Although most people agree that tattoos are a form of self-expression, there is still much controversy about them. Plenty of people think you can’t get a tattoo in order to honor or memorialize someone who passed away, but there are also some who disagree with that notion. One thing everyone can agree on is that it’s important to do plenty of research before getting a tattoo. After all, tattoos last forever and it’s important to know what you’re getting into.
While tattoos may look appealing, they can also come with health risks. Studies show that around 40 percent of tattoo inks contain cancer-causing materials like nickel or chromium. And tattoos aren’t regulated by any organization to make sure they’re as safe as possible, which is why so many people suffer from allergic reactions or infections. Plus, like most body modifications, there are concerns about how tattoos will age over time—when you’re older and wrinklier, your ink could blur and become distorted.
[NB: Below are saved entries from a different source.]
//! Orthonormal local frames.
//!
//! Every optical element spans a transverse plane described by an
//! orthonormal basis {u, v, w}, where w is the element's unit orientation
//! and u, v span the plane. The basis is rebuilt whenever the orientation
//! changes.

use crate::Vec3;

/// An orthonormal {u, v, w} basis derived from an orientation axis.
#[derive(Debug, Clone, Copy, PartialEq)]
pub struct Frame {
    pub u: Vec3,
    pub v: Vec3,
    pub w: Vec3,
}

impl Frame {
    /// Build the frame for a given axis.
    ///
    /// The reference axis for the cross products is x̂, swapped to ŷ when
    /// the axis points mostly along x, so the cross product never
    /// degenerates:
    /// u = normalize(w × ref), v = normalize(w × u).
    pub fn from_axis(axis: Vec3) -> Self {
        let w = axis.normalize();
        let reference = if w.x.abs() < 0.9 { Vec3::x() } else { Vec3::y() };
        let u = w.cross(&reference).normalize();
        let v = w.cross(&u).normalize();
        Frame { u, v, w }
    }
}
All in all, if you have health problems or you take medications (or plan to take medications), it might be a good idea to reconsider your decision to get inked up!
Most people don’t think about it, but tattoos are costly to keep up over time. Think about how many bandages you’ll need to cover your new ink after your first shower (not to mention possible scabbing). And what if you want to change up a detail or two? You might need to shell out some cash for a touch-up or removal. It’s also important to consider that tattoos can look different depending on your mood, age, and skin tone—no tattoo is permanent (and each design can present a unique set of possibilities). Basically, like any other form of body art (like piercings), it has maintenance costs—which you have to factor into whether getting inked is worth it from an aesthetic standpoint.